Malka repetiu sua nova versão – que foi posteriormente corroborada pelos depoimentos de seus advogados Carmeli e Bartal – em seu contra-interrogatório suplementar no tribunal. Na audiência de 7 de setembro de 2022, Malka testemunhou que, mesmo antes da denúncia ser apresentada, já foram realizadas negociações nas quais ele colocou "O Fardo" e o Departamento de Investigação da Polícia "Espera"; Já naquela fase, havia um acordo verbal entre ele e Saada de que ele confessaria as suspeitas e então assinaria um acordo de testemunha do Estado com ele; E se Saada tivesse violado o acordo verbal e recusado assiná-lo após a denúncia ser apresentada, Malka teria retirado sua confissão no tribunal e conduzido um julgamento (pp. 21352-21353).
- Os depoimentos dos advogados de Malka, assim como a nova versão de Malka, apresentada ao tribunal quase oito anos após o início do julgamento, mudaram o quadro da situação em relação ao status factual e legal de Malka como testemunha que apresentou uma versão incriminadora contra Fischer e os outros réus. De fato, mesmo após a primeira rodada de depoimentos de Malka em tribunal em 2018, foi possível observar uma grave falha na conduta do Departamento de Investigação da Polícia, que se absteve de divulgar à defesa a existência do memorando de entendimento assinado por Saada e pelo advogado Bartal, que Spitzer entregou a Malka antes do início da investigação em 19 de maio de 2015; não mencionou esse documento na lista de material investigativo, embora seja um material investigativo claro que a acusação é obrigada a disponibilizar à defesa para revisão (seção 12(a) da Diretiva do Procurador-Geral nº 4.2201 'Testemunha do Estado'); Alegando que não documenta negociações com o advogado de um candidato para ser testemunha do Estado e que forneceu à defesa todo o material em sua posse sobre as negociações com Malka; e persistiu nessas falhas mesmo após a decisão judicial (em fevereiro de 2018) que obrigou a localizar o documento e a documentação relacionada à sua edição.

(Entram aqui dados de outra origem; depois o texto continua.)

// This Source Code Form is subject to the terms of the Mozilla Public
// License, v. 2.0. If a copy of the MPL was not distributed with this
// file, You can obtain one at https://mozilla.org/MPL/2.0/.

//! Proxy type cache – generate once per key, reuse forever.
//!
//! Every distinct [`ProxyTypeKey`] owns a cell that is initialised at most
//! once.  The map lock is only held long enough to find or insert the cell,
//! so a slow generation for one key never blocks requests for another;
//! callers racing on the same key wait on that key's cell and all observe
//! the same [`ProxyType`].  A failed generation drops its cell, so the next
//! request simply tries again.


use std::collections::HashMap;
use std::fmt;
use std::hash::{Hash, Hasher};
use std::sync::Arc;
use once_cell::sync::{Lazy, OnceCell};
use parking_lot::Mutex;
use uuid::Uuid;

use crate::core::{ProxyError, TargetType};
use crate::proxy::ProxyType;
use crate::rules::{RuleId, RuleSet};
use crate::{debug_fmt, trace_fmt};

static CURRENT_CONTEXT: Lazy<LoadingContext> = Lazy::new(|| LoadingContext::new("default"));

/// Where generated types are defined. Types generated for different
/// contexts are never shared.
#[derive(Debug, Clone, PartialEq, Eq, Hash)]
pub struct LoadingContext {
    id: Uuid,
    name: String,
}

impl LoadingContext {
    pub fn new(name: &str) -> Self {
        Self {
            id: Uuid::new_v4(),
            name: name.to_string(),
        }
    }

    /// The process-wide default context.
    pub fn current() -> LoadingContext {
        CURRENT_CONTEXT.clone()
    }

    pub fn id(&self) -> Uuid {
        self.id
    }

    pub fn name(&self) -> &str {
        &self.name
    }
}

impl fmt::Display for LoadingContext {
    fn fmt(&self, f: &mut fmt::Formatter<'_>) -> fmt::Result {
        write!(f, "{}#{}", self.name, self.id)
    }
}

/// Identity of one generation request. `type_name` is carried for display
/// only; equality and hashing use the type id.
#[derive(Debug, Clone)]
pub struct ProxyTypeKey {
    pub type_id: Uuid,
    pub type_name: String,
    pub rules: Vec<RuleId>,
    pub backend: String,
    pub context: Uuid,
}

impl ProxyTypeKey {
    pub fn new(target: &TargetType, rules: &RuleSet, backend: &str, context: &LoadingContext) -> Self {
        Self {
            type_id: target.id(),
            type_name: target.name().to_string(),
            rules: rules.fingerprint(),
            backend: backend.to_string(),
            context: context.id(),
        }
    }
}

impl PartialEq for ProxyTypeKey {
    fn eq(&self, other: &Self) -> bool {
        self.type_id == other.type_id
            && self.rules == other.rules
            && self.backend == other.backend
            && self.context == other.context
    }
}

impl Eq for ProxyTypeKey {}

impl Hash for ProxyTypeKey {
    fn hash<H: Hasher>(&self, state: &mut H) {
        self.type_id.hash(state);
        self.rules.hash(state);
        self.backend.hash(state);
        self.context.hash(state);
    }
}

impl fmt::Display for ProxyTypeKey {
    fn fmt(&self, f: &mut fmt::Formatter<'_>) -> fmt::Result {
        write!(
            f,
            "{} [{} rules, backend={}, context={}]",
            self.type_name,
            self.rules.len(),
            self.backend,
            self.context
        )
    }
}

type Entry = Arc<OnceCell<Arc<ProxyType>>>;

/// Append-only memo of generated proxy types.
#[derive(Debug, Default)]
pub struct ProxyTypeCache {
    entries: Mutex<HashMap<ProxyTypeKey, Entry>>,
}

impl ProxyTypeCache {
    pub fn new() -> Self {
        Self::default()
    }

    /// Return the type cached for `key`, running `generate` if there is none.
    ///
    /// At most one `generate` runs per key at a time and none runs once a
    /// type is stored. Errors are returned to the caller and not stored.
    pub fn get_or_create<F>(&self, key: &ProxyTypeKey, generate: F) -> Result<Arc<ProxyType>, ProxyError>
    where
        F: FnOnce() -> Result<ProxyType, ProxyError>,
    {
        let entry = {
            let mut entries = self.entries.lock();
            entries.entry(key.clone()).or_default().clone()
        };

        if let Some(proxy_type) = entry.get() {
            trace_fmt!("ProxyTypeCache", "hit {}", key);
            return Ok(proxy_type.clone());
        }

        let result = entry.get_or_try_init(|| {
            debug_fmt!("ProxyTypeCache", "generating {}", key);
            generate().map(Arc::new)
        });

        let mut entries = self.entries.lock();
        match result {
            Ok(proxy_type) => {
                // A waiter may have finished on a cell an earlier failure dropped
                entries.entry(key.clone()).or_insert_with(|| entry.clone());
                Ok(proxy_type.clone())
            }
            Err(e) => {
                debug_fmt!("ProxyTypeCache", "generation of {} failed: {}", key, e);
                if entries.get(key).is_some_and(|current| Arc::ptr_eq(current, &entry)) && entry.get().is_none() {
                    entries.remove(key);
                }
                Err(e)
            }
        }
    }

    /// The completed type for `key`, if any.
    pub fn get(&self, key: &ProxyTypeKey) -> Option<Arc<ProxyType>> {
        let entry = self.entries.lock().get(key).cloned()?;
        entry.get().cloned()
    }

    pub fn contains(&self, key: &ProxyTypeKey) -> bool {
        self.get(key).is_some()
    }

    /// Number of completed entries.
    pub fn len(&self) -> usize {
        self.entries.lock().values().filter(|e| e.get().is_some()).count()
    }

    pub fn is_empty(&self) -> bool {
        self.len() == 0
    }

    /// Number of keys held, including generations still in flight.
    pub fn entry_count(&self) -> usize {
        self.entries.lock().len()
    }
}
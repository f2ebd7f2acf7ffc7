// This Source Code Form is subject to the terms of the Mozilla Public
// License, v. 2.0. If a copy of the MPL was not distributed with this
// file, You can obtain one at https://mozilla.org/MPL/2.0/.

//! Proxy type generation under concurrent demand.

use serde_json::json;
use std::sync::atomic::{AtomicUsize, Ordering};
use std::sync::{Arc, Barrier};
use std::thread;
use std::time::Duration;
use surrogate::{
    Backend, Capabilities, LoadingContext, ProxyError, ProxyType, RuleSet, Surrogate, TargetType,
    backend::SubclassBackend,
};

mod common;
use common::{engine, prefix_rule, tc};

const THREADS: usize = 32;

#[test]
fn test_concurrent_requests_share_one_type() {
    let engine = engine();
    let target = tc();
    let rules = RuleSet::new(vec![prefix_rule()]);
    let barrier = Barrier::new(THREADS);

    let types: Vec<Arc<ProxyType>> = thread::scope(|scope| {
        let handles: Vec<_> = (0..THREADS)
            .map(|_| {
                scope.spawn(|| {
                    barrier.wait();
                    let class = engine.proxy_class(&target, &rules).unwrap();
                    let instance = class.new_instance(&[]).unwrap();
                    assert_eq!(
                        instance.invoke("hello", &[json!("a"), json!("b")]).unwrap(),
                        json!("proxy-> hello: a = a, b = b")
                    );
                    class.proxy_type().clone()
                })
            })
            .collect();
        handles.into_iter().map(|h| h.join().unwrap()).collect()
    });

    assert!(types.iter().all(|t| Arc::ptr_eq(t, &types[0])));
    assert_eq!(engine.cache().len(), 1);
}

/// Counts generations and sleeps to widen the race window.
#[derive(Debug, Default)]
struct CountingBackend {
    generations: Arc<AtomicUsize>,
}

impl Backend for CountingBackend {
    fn name(&self) -> &str {
        "counting"
    }

    fn capabilities(&self) -> Capabilities {
        SubclassBackend.capabilities()
    }

    fn generate(
        &self,
        target: &TargetType,
        rules: &RuleSet,
        context: &LoadingContext,
    ) -> Result<ProxyType, ProxyError> {
        self.generations.fetch_add(1, Ordering::SeqCst);
        thread::sleep(Duration::from_millis(25));
        SubclassBackend.generate(target, rules, context)
    }
}

fn counting_engine() -> (Surrogate, Arc<AtomicUsize>) {
    let generations = Arc::new(AtomicUsize::new(0));
    let engine = Surrogate::loader()
        .with_backend(CountingBackend {
            generations: generations.clone(),
        })
        .build()
        .unwrap();
    (engine, generations)
}

#[test]
fn test_generation_runs_once_per_key() {
    let (engine, generations) = counting_engine();
    let target = tc();
    let rules = RuleSet::new(vec![prefix_rule()]);
    let context = LoadingContext::current();
    let barrier = Barrier::new(THREADS);

    thread::scope(|scope| {
        for _ in 0..THREADS {
            scope.spawn(|| {
                barrier.wait();
                engine
                    .proxy_class_with(&target, &rules, &context, Some("counting"))
                    .unwrap();
            });
        }
    });

    assert_eq!(generations.load(Ordering::SeqCst), 1);
}

#[test]
fn test_distinct_keys_generate_independently() {
    let (engine, generations) = counting_engine();
    let targets: Vec<TargetType> = (0..8).map(|_| tc()).collect();
    let rules = RuleSet::new(vec![prefix_rule()]);
    let context = LoadingContext::current();

    thread::scope(|scope| {
        for target in &targets {
            for _ in 0..4 {
                let (engine, rules, context) = (&engine, &rules, &context);
                scope.spawn(move || {
                    engine
                        .proxy_class_with(target, rules, context, Some("counting"))
                        .unwrap();
                });
            }
        }
    });

    assert_eq!(generations.load(Ordering::SeqCst), targets.len());
    assert_eq!(engine.cache().len(), targets.len());
}
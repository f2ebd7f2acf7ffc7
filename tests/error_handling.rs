// This Source Code Form is subject to the terms of the Mozilla Public
// License, v. 2.0. If a copy of the MPL was not distributed with this
// file, You can obtain one at https://mozilla.org/MPL/2.0/.

//! Errors surfaced through the public API.

use serde_json::{Value, json};
use serial_test::serial;
use std::error::Error;
use surrogate::config::MemoryConfigProvider;
use surrogate::{
    ConfigError, ConfigProvider, ConstructorDescriptor, LoaderError, MethodDescriptor, ProxyError, RuleSet,
    Surrogate, TypeBuilder, ValueType,
};

mod common;
use common::{engine, passthrough_rule, prefix_rule, tc};

#[derive(Debug)]
struct FailingConfigProvider;

impl ConfigProvider for FailingConfigProvider {
    fn has(&self, _key: &str) -> bool {
        true
    }

    fn provider_name(&self) -> &str {
        "failing-provider"
    }

    fn get_raw(&self, _key: &str) -> Result<Option<Value>, ConfigError> {
        Err(ConfigError::ParseError("Simulated config error".to_string()))
    }
}

#[test]
#[serial]
fn test_failing_provider_fails_build() {
    let err = Surrogate::loader()
        .with_provider(FailingConfigProvider)
        .build()
        .unwrap_err();
    assert!(matches!(err, LoaderError::ConfigError(ConfigError::ParseError(_))));
}

#[test]
#[serial]
fn test_unknown_backend_in_config() {
    let provider = MemoryConfigProvider::new().set("proxy.backends", json!(["subclass", "bytecode"]));
    let err = Surrogate::loader().with_provider(provider).build().unwrap_err();
    match err {
        LoaderError::ProxyError(ProxyError::UnknownBackend(name)) => assert_eq!(name, "bytecode"),
        other => panic!("unexpected error: {other:?}"),
    }
}

#[test]
#[serial]
fn test_invalid_rule_in_config() {
    let provider = MemoryConfigProvider::new().set(
        "proxy.rules",
        json!([{ "matcher": { "type": "regex", "config": { "pattern": "(" } },
                 "interceptor": { "type": "logging" } }]),
    );
    let err = Surrogate::loader().with_provider(provider).build().unwrap_err();
    assert!(matches!(err, LoaderError::ProxyError(ProxyError::MatcherError(_))));
}

#[test]
#[serial]
fn test_call_errors() {
    let engine = engine();
    let instance = engine
        .proxy_class(&tc(), &RuleSet::new(vec![prefix_rule()]))
        .unwrap()
        .new_instance(&[])
        .unwrap();

    assert!(matches!(
        instance.invoke("goodbye", &[]),
        Err(ProxyError::NoSuchMethod { .. })
    ));
    // Arguments are checked before the interceptor runs
    match instance.invoke("hello", &[json!("a"), json!(1)]) {
        Err(ProxyError::ArgumentMismatch { method, reason }) => {
            assert_eq!(method, "hello(string, string)");
            assert_eq!(reason, "argument 1 is int, expected string");
        }
        other => panic!("unexpected result: {other:?}"),
    }
}

#[test]
#[serial]
fn test_construction_errors() {
    let engine = engine();
    let target = TypeBuilder::class("Port")
        .constructor(
            ConstructorDescriptor::new(vec![ValueType::Int]).with_init(|instance, args| {
                let port = args[0].as_i64().unwrap_or_default();
                if port <= 0 {
                    return Err(ProxyError::Other(format!("invalid port {port}")));
                }
                instance.set_field("port", port);
                Ok(())
            }),
        )
        .method(
            MethodDescriptor::new("port", vec![], ValueType::Int)
                .with_body(|instance, _| Ok(instance.get_field("port").unwrap_or(Value::Null))),
        )
        .build();
    let class = engine
        .proxy_class(&target, &RuleSet::new(vec![passthrough_rule("port")]))
        .unwrap();

    let instance = class.new_instance(&[json!(8080)]).unwrap();
    assert_eq!(instance.invoke("port", &[]).unwrap(), json!(8080));

    match class.new_instance(&[json!(-1)]) {
        Err(err @ ProxyError::ConstructionFailure { .. }) => {
            assert_eq!(err.source().map(|s| s.to_string()), Some("invalid port -1".to_string()));
        }
        other => panic!("unexpected result: {other:?}"),
    }
    assert!(matches!(
        class.new_instance(&[json!("http")]),
        Err(ProxyError::ConstructionFailure { .. })
    ));
}

#[test]
#[serial]
fn test_codegen_failure_is_retryable() {
    let engine = engine();
    let broken = TypeBuilder::class("Broken")
        .method(MethodDescriptor::new("bad name", vec![], ValueType::Void).with_body(|_, _| Ok(Value::Null)))
        .build();
    let rules = RuleSet::empty();

    for _ in 0..2 {
        assert!(matches!(
            engine.proxy_class(&broken, &rules),
            Err(ProxyError::CodeGenerationFailure { .. })
        ));
    }
    assert!(engine.cache().is_empty());
    assert_eq!(engine.cache().entry_count(), 0);
}
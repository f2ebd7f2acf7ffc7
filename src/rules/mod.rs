// This Source Code Form is subject to the terms of the Mozilla Public
// License, v. 2.0. If a copy of the MPL was not distributed with this
// file, You can obtain one at https://mozilla.org/MPL/2.0/.

//! Interception rules – *matchers* & *interceptors*.
//!
//! A [`RuleSet`] owns an ordered vector of [`Rule`]s.  For every method of a
//! target type the first rule whose matcher returns `true` is bound; later
//! rules are never consulted for that method.  Binding happens once, when a
//! proxy type is generated.
//!
//! ### Built-in matchers
//! | type         | configuration                              |
//! |--------------|--------------------------------------------|
//! | `name`       | `{"names": ["hello"]}`                     |
//! | `glob`       | `{"patterns": ["get*"]}`                   |
//! | `regex`      | `{"pattern": "^(get|set)[A-Z]"}`           |
//! | `signature`  | `{"name": "hello", "params": ["string"]}`  |
//! | `parameters` | `{"params": ["string", "string"]}`         |
//! | `returns`    | `{"returns": "string"}`                    |
//! | `any`        | `{}`                                       |
//! | `all`        | `{"matchers": [{"type": …, "config": …}]}` |

mod interceptors;
mod matchers;

#[cfg(test)]
mod tests;

pub use interceptors::*;
pub use matchers::*;

use std::collections::HashMap;
use std::fmt;
use std::sync::Arc;
use once_cell::sync::Lazy;
use parking_lot::RwLock;
use serde::{Deserialize, Serialize};
use uuid::Uuid;

use crate::core::{MethodDescriptor, ProxyError, Value};
use crate::proxy::{Instance, SuperInvoke};

/// Decides whether a method is intercepted. Must be pure.
pub trait MethodMatcher: Send + Sync + fmt::Debug {
    /// Check if the method is selected by this matcher.
    fn matches(&self, method: &MethodDescriptor) -> bool;

    /// Get the matcher type.
    fn matcher_type(&self) -> &str;
}

/// Handles every call to a method bound to its rule.
pub trait Interceptor: Send + Sync + fmt::Debug {
    /// Get the interceptor name.
    fn name(&self) -> &str;

    /// Handle a call. `super_invoke` runs the original behavior and may be
    /// called any number of times, including zero.
    fn intercept(
        &self,
        instance: &Instance,
        method: &MethodDescriptor,
        super_invoke: &SuperInvoke<'_>,
        args: &[Value],
    ) -> Result<Value, ProxyError>;
}

/// Stable identity of a rule, shared by its clones.
#[derive(Debug, Clone, Copy, PartialEq, Eq, Hash, PartialOrd, Ord)]
pub struct RuleId(Uuid);

impl RuleId {
    fn new() -> Self {
        Self(Uuid::new_v4())
    }
}

impl fmt::Display for RuleId {
    fn fmt(&self, f: &mut fmt::Formatter<'_>) -> fmt::Result {
        write!(f, "{}", self.0)
    }
}

/// A matcher paired with the interceptor it binds.
#[derive(Debug, Clone)]
pub struct Rule {
    id: RuleId,
    matcher: Arc<dyn MethodMatcher>,
    interceptor: Arc<dyn Interceptor>,
}

impl Rule {
    pub fn new(matcher: Arc<dyn MethodMatcher>, interceptor: Arc<dyn Interceptor>) -> Self {
        Self {
            id: RuleId::new(),
            matcher,
            interceptor,
        }
    }

    /// Build a rule from a matcher and a closure handler.
    pub fn from_fn<F>(matcher: Arc<dyn MethodMatcher>, handler: F) -> Self
    where
        F: Fn(&Instance, &MethodDescriptor, &SuperInvoke<'_>, &[Value]) -> Result<Value, ProxyError>
            + Send
            + Sync
            + 'static,
    {
        Self::new(matcher, Arc::new(FnInterceptor::new("fn", handler)))
    }

    pub fn id(&self) -> RuleId {
        self.id
    }

    pub fn matches(&self, method: &MethodDescriptor) -> bool {
        self.matcher.matches(method)
    }

    pub fn matcher(&self) -> &Arc<dyn MethodMatcher> {
        &self.matcher
    }

    pub fn interceptor(&self) -> &Arc<dyn Interceptor> {
        &self.interceptor
    }
}

/// Ordered, immutable list of rules attached to a generation request.
#[derive(Debug, Clone, Default)]
pub struct RuleSet {
    rules: Arc<[Rule]>,
}

impl RuleSet {
    pub fn new(rules: Vec<Rule>) -> Self {
        Self { rules: rules.into() }
    }

    pub fn empty() -> Self {
        Self::default()
    }

    /// Build rules declared in configuration.
    pub fn from_configs(configs: &[RuleConfig]) -> Result<Self, ProxyError> {
        let mut rules = Vec::with_capacity(configs.len());
        for config in configs {
            let matcher =
                MatcherFactory::create_matcher(&config.matcher.type_, config.matcher.config.clone())?;
            let interceptor = InterceptorFactory::create_interceptor(
                &config.interceptor.type_,
                config.interceptor.config.clone(),
            )?;
            rules.push(Rule::new(matcher, interceptor));
        }
        Ok(Self::new(rules))
    }

    /// Ordered rule identities; equal fingerprints mean the same rule set.
    pub fn fingerprint(&self) -> Vec<RuleId> {
        self.rules.iter().map(|r| r.id).collect()
    }

    /// Index of the first rule matching `method`.
    pub fn bind(&self, method: &MethodDescriptor) -> Option<usize> {
        let bound = self.rules.iter().position(|rule| rule.matches(method));
        log::trace!(
            "Binding {}::{} -> {}",
            method.declaring_type,
            method.signature,
            bound.map_or_else(|| "none".to_string(), |idx| format!("rule #{idx}"))
        );
        bound
    }

    pub fn get(&self, index: usize) -> Option<&Rule> {
        self.rules.get(index)
    }

    pub fn len(&self) -> usize {
        self.rules.len()
    }

    pub fn is_empty(&self) -> bool {
        self.rules.is_empty()
    }

    pub fn iter(&self) -> impl Iterator<Item = &Rule> {
        self.rules.iter()
    }
}

impl From<Vec<Rule>> for RuleSet {
    fn from(rules: Vec<Rule>) -> Self {
        Self::new(rules)
    }
}

/// Configuration for a matcher.
#[derive(Debug, Clone, Serialize, Deserialize)]
pub struct MatcherConfig {
    /// The type of matcher
    #[serde(rename = "type")]
    pub type_: String,
    /// The configuration for the matcher
    #[serde(default)]
    pub config: serde_json::Value,
}

/// Configuration for an interceptor.
#[derive(Debug, Clone, Serialize, Deserialize)]
pub struct InterceptorConfig {
    /// The type of interceptor
    #[serde(rename = "type")]
    pub type_: String,
    /// The configuration for the interceptor
    #[serde(default)]
    pub config: serde_json::Value,
}

/// Configuration for a whole rule.
#[derive(Debug, Clone, Serialize, Deserialize)]
pub struct RuleConfig {
    pub matcher: MatcherConfig,
    pub interceptor: InterceptorConfig,
}

/// Constructor signature every dynamic matcher must implement
pub type MatcherConstructor = fn(serde_json::Value) -> Result<Arc<dyn MethodMatcher>, ProxyError>;

static MATCHER_REGISTRY: Lazy<RwLock<HashMap<String, MatcherConstructor>>> =
    Lazy::new(|| RwLock::new(HashMap::new()));

/// Register a matcher under a unique name. Registered matchers shadow the
/// built-in ones of the same name.
pub fn register_matcher(name: &str, ctor: MatcherConstructor) {
    MATCHER_REGISTRY.write().insert(name.to_string(), ctor);
}

fn get_registered_matcher(name: &str) -> Option<MatcherConstructor> {
    MATCHER_REGISTRY.read().get(name).copied()
}

fn parse_config<T: serde::de::DeserializeOwned>(
    kind: &str,
    config: serde_json::Value,
) -> Result<T, ProxyError> {
    serde_json::from_value(config).map_err(|e| {
        let err = ProxyError::MatcherError(format!("Invalid {kind} matcher config: {e}"));
        log::error!("{err}");
        err
    })
}

/// Factory for creating matchers based on configuration.
#[derive(Debug)]
pub struct MatcherFactory;

impl MatcherFactory {
    /// Create a matcher based on the matcher type and configuration.
    pub fn create_matcher(
        matcher_type: &str,
        config: serde_json::Value,
    ) -> Result<Arc<dyn MethodMatcher>, ProxyError> {
        log::debug!("Creating matcher of type '{matcher_type}' with config: {config}");

        if let Some(ctor) = get_registered_matcher(matcher_type) {
            return ctor(config);
        }

        match matcher_type {
            "name" => Ok(Arc::new(NameMatcher::new(parse_config(matcher_type, config)?))),
            "glob" => Ok(Arc::new(GlobMatcher::new(parse_config(matcher_type, config)?)?)),
            "regex" => Ok(Arc::new(RegexMatcher::new(parse_config(matcher_type, config)?)?)),
            "signature" => Ok(Arc::new(SignatureMatcher::new(parse_config(matcher_type, config)?))),
            "parameters" => Ok(Arc::new(ParameterMatcher::new(parse_config(matcher_type, config)?))),
            "returns" => Ok(Arc::new(ReturnTypeMatcher::new(parse_config(matcher_type, config)?))),
            "any" => Ok(Arc::new(AnyMatcher)),
            "all" => {
                let all: AllMatcherConfig = parse_config(matcher_type, config)?;
                let matchers = all
                    .matchers
                    .into_iter()
                    .map(|m| Self::create_matcher(&m.type_, m.config))
                    .collect::<Result<Vec<_>, _>>()?;
                Ok(Arc::new(AllMatcher::new(matchers)))
            }
            _ => {
                let err = ProxyError::MatcherError(format!("Unknown matcher type: {matcher_type}"));
                log::error!("{err}");
                Err(err)
            }
        }
    }
}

De fato, o chefe da equipe de investigação, Scherzer, também confirmou em seu depoimento que "Claro, se você não tem esse papel, é uma falha, não há dúvida alguma. Isso não deveria acontecer. É uma falha" (pp. 16131-16130); "Esse acordo acabou, eu concordo... Concordo que deve ser diante de você, concordo que não deve desaparecer do arquivo da investigação" (16831-16830; Veja também pp. 16739-16738, 16964).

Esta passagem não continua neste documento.